Federico Di Gregorio wrote:
> 
> On Thu, 2001-09-13 at 11:35, David N. Welton wrote:
> > "Marcelo E. Magallon" <mmagallo@debian.org> writes:
> >
> > >  My bug was triggered by the fact that gdm offers a long selection
> > >  of languages, among them English (without bells and whistles, just
> > >  plain old "English") and in case you select that, it sets the
> > >  environment variable LANG to that, "english".
> >
> > Maybe it should ask if you want british or american english.
> >
> > Trying to decide which one is 'the' English is probably a good recipe
> > for a flame war with no result.
> 
> why? we know what is *the* english, the one that originated in england.
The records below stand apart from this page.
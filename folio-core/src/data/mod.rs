//! Price retrieval and alignment

pub mod align;
pub mod csv_import;
pub mod provider;
pub mod synthetic;
pub mod universe;
pub mod yahoo;

pub use align::{align_closes, AlignedPrices, SymbolCoverage};
pub use csv_import::CsvProvider;
pub use provider::{
    finalize_closes, DailyClose, DataError, DataProvider, DataSource, FetchProgress, FetchResult,
    LogProgress, PriceField,
};
pub use synthetic::SyntheticProvider;
pub use universe::{history_start, request_symbol, NSE_SUFFIX, NSE_SYMBOLS};
pub use yahoo::YahooProvider;
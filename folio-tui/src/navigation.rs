//! Keyboard navigation and event handling
//!
//! Maps keyboard events to chart deck actions.

use crossterm::event::{KeyCode, KeyEvent, KeyModifiers};

use crate::deck::ChartDeck;

/// Handle keyboard input and update deck state
pub fn handle_key_event(deck: &mut ChartDeck, key: KeyEvent) {
    match key.code {
        // Quit
        KeyCode::Char('q') | KeyCode::Char('Q') | KeyCode::Esc => {
            deck.quit();
        }
        KeyCode::Char('c') if key.modifiers.contains(KeyModifiers::CONTROL) => {
            deck.quit();
        }

        // Navigation
        KeyCode::Right | KeyCode::Char('n') | KeyCode::Char(' ') | KeyCode::Enter => {
            deck.next();
        }
        KeyCode::Left | KeyCode::Char('p') | KeyCode::Backspace => {
            deck.previous();
        }

        _ => {}
    }
}

/// Key bindings help text
pub fn key_bindings_help() -> Vec<(&'static str, &'static str)> {
    vec![
        ("→/n/Space", "next"),
        ("←/p", "previous"),
        ("q/Esc", "close"),
    ]
}

#[cfg(test)]
mod tests {
    use super::*;
    use crate::deck::ChartKind;

    #[test]
    fn test_quit_on_q() {
        let mut deck = ChartDeck::new();
        handle_key_event(&mut deck, KeyEvent::from(KeyCode::Char('q')));
        assert!(deck.should_quit);
    }

    #[test]
    fn test_quit_on_esc() {
        let mut deck = ChartDeck::new();
        handle_key_event(&mut deck, KeyEvent::from(KeyCode::Esc));
        assert!(deck.should_quit);
    }

    #[test]
    fn test_quit_on_ctrl_c() {
        let mut deck = ChartDeck::new();
        let key = KeyEvent::new(KeyCode::Char('c'), KeyModifiers::CONTROL);
        handle_key_event(&mut deck, key);
        assert!(deck.should_quit);
    }

    #[test]
    fn test_plain_c_does_nothing() {
        let mut deck = ChartDeck::new();
        handle_key_event(&mut deck, KeyEvent::from(KeyCode::Char('c')));
        assert!(!deck.should_quit);
        assert_eq!(deck.position(), 0);
    }

    #[test]
    fn test_forward_keys() {
        let mut deck = ChartDeck::new();
        handle_key_event(&mut deck, KeyEvent::from(KeyCode::Right));
        assert_eq!(deck.current(), ChartKind::Correlation);
        handle_key_event(&mut deck, KeyEvent::from(KeyCode::Char('n')));
        assert_eq!(deck.current(), ChartKind::DailyReturns);
        handle_key_event(&mut deck, KeyEvent::from(KeyCode::Char(' ')));
        assert_eq!(deck.current(), ChartKind::CumulativeGrowth);
    }

    #[test]
    fn test_back_keys() {
        let mut deck = ChartDeck::new();
        deck.next();
        deck.next();
        handle_key_event(&mut deck, KeyEvent::from(KeyCode::Left));
        assert_eq!(deck.current(), ChartKind::Correlation);
        handle_key_event(&mut deck, KeyEvent::from(KeyCode::Char('p')));
        assert_eq!(deck.current(), ChartKind::PriceHistory);
    }

    #[test]
    fn test_help_covers_quit() {
        let help = key_bindings_help();
        assert!(help.iter().any(|(_, action)| *action == "close"));
    }
}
> (note how the two words have the same root, eng-?) as a pratical rule, i
> suggest to assign the language 'name' to the locale of the coutry that
> originated it. spain for spanish, italy for italian, france for french,
> etc. everybody is accepting that on other languages, don't see why the
> americans should do different... :(
> 
Closest parallel would be pt/pt_BR, since Brazil/Portugal is another
example of where the daughter country has a greater population and
rivals the mother country as cultural center.  Actually, probably more
so.  So that precedent would argue for english -> en_UK.

As a southerner, I would object to yank -> en_US.  :-)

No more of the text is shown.